The IRL (In Real Life) Experience

Valiando Rojas’s career started in a music industry that was changing quickly. At age 15, she interned for Clive Davis’s J Records, and by 18, she was working for Columbia, where she did A&R while simultaneously attending Davis’ Department of Recorded Music at the Tisch School of the Arts at New York University. These were the early days of MySpace, when the online world was beginning to exert a strong influence on music marketing. While she started in an industry full of lavish music videos and excess, that world was changing, and social media was becoming extremely important. Her moment of inspiration came in 2009, when she though of a way to combine the traditional music industry and the new online reality.

“I saw a really big light bulb go off, and I was really excited and interested in bridging the gap between new media and traditional media,” Valiando Rojas says. “There were all these new artists emerging from social platforms -- YouTube becoming the one that I paid the most attention to -- and they aggregated millions of followers, and they were still in their bedrooms shooting cover videos or vlogs. I wanted to bring them out, give them a vehicle -- literally, a tour bus -- and I wanted to put on a concert. I wanted to put on a tour, and I wanted to really see how the fans that they aggregated online would translate to live ticket sales.”
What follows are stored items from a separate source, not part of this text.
// Copyright (c) 2026 100monkeys.ai
// SPDX-License-Identifier: AGPL-3.0

//! Vocabulary IRIs used by policy documents, shapes and context assertions.

pub mod rdf {
    pub const NS: &str = "http://www.w3.org/1999/02/22-rdf-syntax-ns#";
    pub const TYPE: &str = "http://www.w3.org/1999/02/22-rdf-syntax-ns#type";
    pub const FIRST: &str = "http://www.w3.org/1999/02/22-rdf-syntax-ns#first";
    pub const REST: &str = "http://www.w3.org/1999/02/22-rdf-syntax-ns#rest";
    pub const NIL: &str = "http://www.w3.org/1999/02/22-rdf-syntax-ns#nil";
    pub const LANG_STRING: &str = "http://www.w3.org/1999/02/22-rdf-syntax-ns#langString";
}

pub mod rdfs {
    pub const NS: &str = "http://www.w3.org/2000/01/rdf-schema#";
    pub const SUB_CLASS_OF: &str = "http://www.w3.org/2000/01/rdf-schema#subClassOf";
}

pub mod xsd {
    pub const NS: &str = "http://www.w3.org/2001/XMLSchema#";
    pub const STRING: &str = "http://www.w3.org/2001/XMLSchema#string";
    pub const INTEGER: &str = "http://www.w3.org/2001/XMLSchema#integer";
    pub const LONG: &str = "http://www.w3.org/2001/XMLSchema#long";
    pub const BOOLEAN: &str = "http://www.w3.org/2001/XMLSchema#boolean";
}

/// W3C Web Access Control
pub mod acl {
    pub const NS: &str = "http://www.w3.org/ns/auth/acl#";
    pub const AUTHORIZATION: &str = "http://www.w3.org/ns/auth/acl#Authorization";
    pub const ACCESS_TO: &str = "http://www.w3.org/ns/auth/acl#accessTo";
    pub const MODE: &str = "http://www.w3.org/ns/auth/acl#mode";
    pub const AGENT: &str = "http://www.w3.org/ns/auth/acl#agent";
    pub const AGENT_CLASS: &str = "http://www.w3.org/ns/auth/acl#agentClass";
    pub const AGENT_GROUP: &str = "http://www.w3.org/ns/auth/acl#agentGroup";
    pub const AUTHENTICATED_AGENT: &str = "http://www.w3.org/ns/auth/acl#AuthenticatedAgent";
    pub const READ: &str = "http://www.w3.org/ns/auth/acl#Read";
    pub const WRITE: &str = "http://www.w3.org/ns/auth/acl#Write";
    pub const APPEND: &str = "http://www.w3.org/ns/auth/acl#Append";
    pub const CONTROL: &str = "http://www.w3.org/ns/auth/acl#Control";
}

pub mod foaf {
    pub const AGENT: &str = "http://xmlns.com/foaf/0.1/Agent";
}

/// Context-based access control vocabulary
pub mod cashmere {
    pub const NS: &str = "https://aimas.cs.pub.ro/ont/cashmere#";
    pub const MEMBER_IN: &str = "https://aimas.cs.pub.ro/ont/cashmere#memberIn";
    pub const ACCESS_REQUESTER: &str = "https://aimas.cs.pub.ro/ont/cashmere#accessRequester";
    pub const CONTEXT_BASED_AUTHORIZATION: &str =
        "https://aimas.cs.pub.ro/ont/cashmere#ContextBasedAuthorization";
    pub const HAS_ACCESS_CONDITION: &str =
        "https://aimas.cs.pub.ro/ont/cashmere#hasAccessCondition";
    pub const CONTEXT_DOMAIN_CONDITION: &str =
        "https://aimas.cs.pub.ro/ont/cashmere#ContextDomainCondition";
    pub const CONTEXT_AUTHORIZED_RESOURCE: &str =
        "https://aimas.cs.pub.ro/ont/cashmere#ContextAuthorizedResource";
    pub const HAS_ACCESS_AUTHORIZATION: &str =
        "https://aimas.cs.pub.ro/ont/cashmere#hasAccessAuthorization";
    pub const HAS_CONTROL_AUTHORIZATION: &str =
        "https://aimas.cs.pub.ro/ont/cashmere#hasControlAuthorization";
}

/// CONSERT context assertion model
pub mod consert {
    pub const NS: &str = "http://pervasive.semanticweb.org/ont/2017/07/consert/core#";
    pub const ASSERTION_SUBJECT: &str =
        "http://pervasive.semanticweb.org/ont/2017/07/consert/core#assertionSubject";
    pub const ASSERTION_OBJECT: &str =
        "http://pervasive.semanticweb.org/ont/2017/07/consert/core#assertionObject";
}

pub mod annotation {
    pub const NS: &str = "http://pervasive.semanticweb.org/ont/2017/07/consert/annotation#";
    pub const HAS_ANNOTATION: &str =
        "http://pervasive.semanticweb.org/ont/2017/07/consert/annotation#hasAnnotation";
    pub const HAS_VALUE: &str =
        "http://pervasive.semanticweb.org/ont/2017/07/consert/annotation#hasValue";
    pub const NUMERIC_TIMESTAMP_ANNOTATION: &str =
        "http://pervasive.semanticweb.org/ont/2017/07/consert/annotation#NumericTimestampAnnotation";
}

/// SHACL core
pub mod sh {
    pub const NS: &str = "http://www.w3.org/ns/shacl#";
    pub const NODE_SHAPE: &str = "http://www.w3.org/ns/shacl#NodeShape";
    pub const PROPERTY_SHAPE: &str = "http://www.w3.org/ns/shacl#PropertyShape";
    pub const TARGET_NODE: &str = "http://www.w3.org/ns/shacl#targetNode";
    pub const TARGET_CLASS: &str = "http://www.w3.org/ns/shacl#targetClass";
    pub const TARGET_SUBJECTS_OF: &str = "http://www.w3.org/ns/shacl#targetSubjectsOf";
    pub const TARGET_OBJECTS_OF: &str = "http://www.w3.org/ns/shacl#targetObjectsOf";
    pub const PROPERTY: &str = "http://www.w3.org/ns/shacl#property";
    pub const PATH: &str = "http://www.w3.org/ns/shacl#path";
    pub const INVERSE_PATH: &str = "http://www.w3.org/ns/shacl#inversePath";
    pub const MIN_COUNT: &str = "http://www.w3.org/ns/shacl#minCount";
    pub const MAX_COUNT: &str = "http://www.w3.org/ns/shacl#maxCount";
    pub const HAS_VALUE: &str = "http://www.w3.org/ns/shacl#hasValue";
    pub const IN: &str = "http://www.w3.org/ns/shacl#in";
    pub const CLASS: &str = "http://www.w3.org/ns/shacl#class";
    pub const DATATYPE: &str = "http://www.w3.org/ns/shacl#datatype";
    pub const NODE_KIND: &str = "http://www.w3.org/ns/shacl#nodeKind";
    pub const PATTERN: &str = "http://www.w3.org/ns/shacl#pattern";
    pub const DEACTIVATED: &str = "http://www.w3.org/ns/shacl#deactivated";
    pub const MESSAGE: &str = "http://www.w3.org/ns/shacl#message";
    pub const IRI: &str = "http://www.w3.org/ns/shacl#IRI";
    pub const BLANK_NODE: &str = "http://www.w3.org/ns/shacl#BlankNode";
    pub const LITERAL: &str = "http://www.w3.org/ns/shacl#Literal";
    pub const BLANK_NODE_OR_IRI: &str = "http://www.w3.org/ns/shacl#BlankNodeOrIRI";
    pub const BLANK_NODE_OR_LITERAL: &str = "http://www.w3.org/ns/shacl#BlankNodeOrLiteral";
    pub const IRI_OR_LITERAL: &str = "http://www.w3.org/ns/shacl#IRIOrLiteral";
}

/// Namespace of the sample environment used by the built-in stream generators
pub mod ex {
    pub const NS: &str = "http://example.org/";
    pub const LOCATED_AT: &str = "http://example.org/LocatedAt";
}

/// Namespace for minted authorization instance IRIs
pub const AUTH_INSTANCES_NS: &str = "http://example.org/context-auth-instances/";

/// Expand a `prefix:local` name against well-known and caller-supplied prefixes.
///
/// `<iri>` and already-absolute IRIs are returned unchanged. Returns `None` for
/// an unknown prefix.
pub fn expand_curie(name: &str, extra: &std::collections::HashMap<String, String>) -> Option<String> {
    if let Some(stripped) = name.strip_prefix('<').and_then(|n| n.strip_suffix('>')) {
        return Some(stripped.to_string());
    }
    if name.starts_with("http://") || name.starts_with("https://") || name.starts_with("urn:") {
        return Some(name.to_string());
    }
    let (prefix, local) = name.split_once(':')?;
    let ns = match extra.get(prefix) {
        Some(ns) => ns.as_str(),
        None => match prefix {
            "rdf" => rdf::NS,
            "rdfs" => rdfs::NS,
            "xsd" => xsd::NS,
            "acl" => acl::NS,
            "sh" => sh::NS,
            "cashmere" => cashmere::NS,
            "consert" => consert::NS,
            "annotation" | "ann" => annotation::NS,
            "ex" => ex::NS,
            _ => return None,
        },
    };
    Some(format!("{}{}", ns, local))
}

#[cfg(test)]
mod tests {
    use super::*;
    use std::collections::HashMap;

    #[test]
    fn test_expand_known_prefix() {
        let extra = HashMap::new();
        assert_eq!(
            expand_curie("cashmere:memberIn", &extra).as_deref(),
            Some(cashmere::MEMBER_IN)
        );
        assert_eq!(expand_curie("rdf:type", &extra).as_deref(), Some(rdf::TYPE));
    }

    #[test]
    fn test_expand_custom_prefix_overrides() {
        let extra = HashMap::from([("ex".to_string(), "urn:lab:".to_string())]);
        assert_eq!(expand_curie("ex:door", &extra).as_deref(), Some("urn:lab:door"));
    }

    #[test]
    fn test_expand_absolute_and_bracketed() {
        let extra = HashMap::new();
        assert_eq!(
            expand_curie("<http://a.org/x>", &extra).as_deref(),
            Some("http://a.org/x")
        );
        assert_eq!(
            expand_curie("https://a.org/y", &extra).as_deref(),
            Some("https://a.org/y")
        );
        assert_eq!(expand_curie("nope:x", &extra), None);
    }
}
Despite the expense involved in throwing a high-profile concert, DigiTour didn’t raise a lot of money at the start. Valiando Rojas and Rojas tapped their savings, and took in some money from family and friends, as well as an unnamed angel investor. “When done right, the concert business is self-liquidating,” Valiando Rojas says. YouTube was the title sponsor for the first tour in 2011. A few years later, however, big names came to DigiTour eager to write checks.